But if someone I know makes fun of my speech, or someone I know I’ll see again, then I may seize the opportunity to educate and raise awareness. But that does require a thick skin and right motive.

In the past, when someone has been rude or hurtful, I would get very upset, tear up and often be too embarrassed to say anything. As I’ve become more comfortable with my stuttering, I have found the courage to disclose that I stutter and that their comment or behavior offended me.

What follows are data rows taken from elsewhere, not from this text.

pub fn get_signature(version: &str) -> String {
    format!(
        r#"
   ________
  /       /|                📦 Addonpack (manifest generator and bundle packager for NVDA add-ons)
 /_______/ |
 |  .--. | |                Builds manifests, localized help pages,
 | ( () )| |                .nvda-addon bundles and store descriptors.
 |  '--' | /
 |_______|/                 v{}
"#,
        version
    )
}
/// Returns the CLI version: `ADDONPACK_CLI_VERSION` when set and non-empty,
/// else the compile-time crate version.
pub fn get_version() -> String {
    if let Ok(v) = std::env::var("ADDONPACK_CLI_VERSION") {
        if !v.trim().is_empty() {
            return v;
        }
    }

    option_env!("CARGO_PKG_VERSION").unwrap_or("0.0.0").to_string()
}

I try not to disclose just so that someone feels bad and apologizes profusely, but will admit on more than one occasion I didn’t mind seeing the person squirm in embarrassment.

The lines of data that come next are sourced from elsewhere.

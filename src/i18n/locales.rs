use crate::error::{BuildError, Result};
use crate::i18n::catalog::Catalog;
use crate::utils::logger::{LogLevel, Logger};
use std::fs;
use std::path::{Path, PathBuf};

pub const LOCALE_DIR: &str = "locale";
pub const MESSAGES_DIR: &str = "LC_MESSAGES";
pub const DOMAIN: &str = "nvda";

/// Locales of an add-on, one per directory under `addon/locale/`, sorted.
#[derive(Debug, Clone, Default, PartialEq)]
pub struct LocaleSet {
    locales: Vec<String>,
}

impl LocaleSet {
    /// Discovers the locales of a staged tree. A missing `locale/` directory
    /// yields an empty set.
    pub fn discover(addon_dir: &Path) -> Result<LocaleSet> {
        let root = addon_dir.join(LOCALE_DIR);
        if !root.is_dir() {
            return Ok(LocaleSet::default());
        }
        let read_dir = fs::read_dir(&root)
            .map_err(|e| BuildError::io(format!("Failed to read {}", root.display()), e))?;

        let mut locales: Vec<String> = Vec::new();
        for entry in read_dir.flatten() {
            let p = entry.path();
            if !p.is_dir() {
                continue;
            }
            if let Some(name) = p.file_name().and_then(|s| s.to_str()) {
                locales.push(name.to_string());
            }
        }
        locales.sort();
        Ok(LocaleSet { locales })
    }

    pub fn iter(&self) -> impl Iterator<Item = &str> {
        self.locales.iter().map(String::as_str)
    }
}

/// `gettext`-style lookups for one language. Never fails: anything that
/// cannot be translated comes back unchanged.
#[derive(Debug, Clone, Default)]
pub struct Translator {
    catalog: Option<Catalog>,
}

impl Translator {
    pub fn untranslated() -> Self {
        Translator { catalog: None }
    }

    pub fn with_catalog(catalog: Catalog) -> Self {
        Translator {
            catalog: Some(catalog),
        }
    }

    /// Loads the catalog for `language` from the staged tree, falling back
    /// from `pt_BR` to `pt`. Compiled `.mo` files win over `.po` sources.
    /// Unreadable catalogs are logged and skipped.
    ///
    /// ### Parameters
    /// - `addon_dir`: Root of the staged tree
    /// - `language`: Locale directory name, e.g. `de` or `pt_BR`
    ///
    pub fn for_language(addon_dir: &Path, language: &str) -> Self {
        for candidate in catalog_candidates(addon_dir, language) {
            if !candidate.is_file() {
                continue;
            }
            match Catalog::load(&candidate) {
                Ok(catalog) => return Translator::with_catalog(catalog),
                Err(e) => Logger::new().log_message(
                    LogLevel::Warning,
                    &format!("Ignoring message catalog: {}", e),
                ),
            }
        }
        Translator::untranslated()
    }

    pub fn gettext<'a>(&'a self, msgid: &'a str) -> &'a str {
        self.catalog
            .as_ref()
            .and_then(|c| c.lookup(msgid))
            .unwrap_or(msgid)
    }
}

fn catalog_candidates(addon_dir: &Path, language: &str) -> Vec<PathBuf> {
    let mut languages = vec![language.to_string()];
    if let Some((base, _)) = language.split_once(['_', '-']) {
        if !base.is_empty() {
            languages.push(base.to_string());
        }
    }

    let mut out = Vec::new();
    for lang in languages {
        let dir = addon_dir.join(LOCALE_DIR).join(lang).join(MESSAGES_DIR);
        out.push(dir.join(format!("{}.mo", DOMAIN)));
        out.push(dir.join(format!("{}.po", DOMAIN)));
    }
    out
}
//! Packaging for NVDA add-ons: build variables are resolved once, manifests
//! and help pages are rendered into the staged `addon/` tree, the tree is
//! zipped into a `.nvda-addon` bundle and a store descriptor is written next
//! to it.

pub mod builder;
pub mod config;
pub mod error;
pub mod i18n;
pub mod types;
pub mod utils;

pub use error::{BuildError, Result};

I remember the time when I was signing up for a new job and an administrative assistant laughed at me during conversation. At first, I didn’t say anything, thinking I must have misunderstood. But when it happened a second time while I was still speaking, I knew I had to say something.

I told her I stutter, and she immediately looked embarrassed and apologized profusely. She even said she never would have reacted like she did had she known I stuttered. We finished our business and before I left, she apologized again. I believe I educated her that day about stuttering and she may have become just a bit more tolerant and patient.

How do you react when someone offends you, whether intentional or not?

There were many great workshops and highlights at last weekend’s National Stuttering Association annual conference. Workshops were available on research, therapeutic approaches, social media and relationships.

There were two great keynote speakers, who both actually stutter. We heard from Trumain McBride of the NY Football Giants and Katherine Preston, who recently published a memoir about her journey with stuttering.

We also heard about Cameron Francek’s 100stutterproject and Morgan Lott shared his story about how thisisstuttering came to be.

We got what we needed from this conference. There were so many people who have brought positive attention to stuttering this year and many of them were at this conference all at the same time.

In years past, there has been disappointment that keynote speakers were often people who “used to stutter” and didn’t actually stutter when speaking to us. So this year was special, in that hundreds of stutterers got to hear inspiring speeches and stories from Trumain, Katherine, Cameron and Morgan, among others, who stuttered openly and with confidence.

We got what we needed. People who stutter – especially young people who stutter – need successful role models who actually stutter to help us normalize the experience.

We also heard stories from many others – at Open Mics and at The Stuttering Monologues.

The whole point of attending a stuttering conference is to learn and think and talk about stuttering.

We got what we needed.

Last week was the annual NSA conference held in Scottsdale, AZ. It was a wonderful week, filled with talking, stuttering, workshops, stuttering, socializing, stuttering, and keynote speakers who stuttered.

For me it was a great chance to recharge, spend quality time with good friends and revisit my relationship with my stuttering in a healthy way.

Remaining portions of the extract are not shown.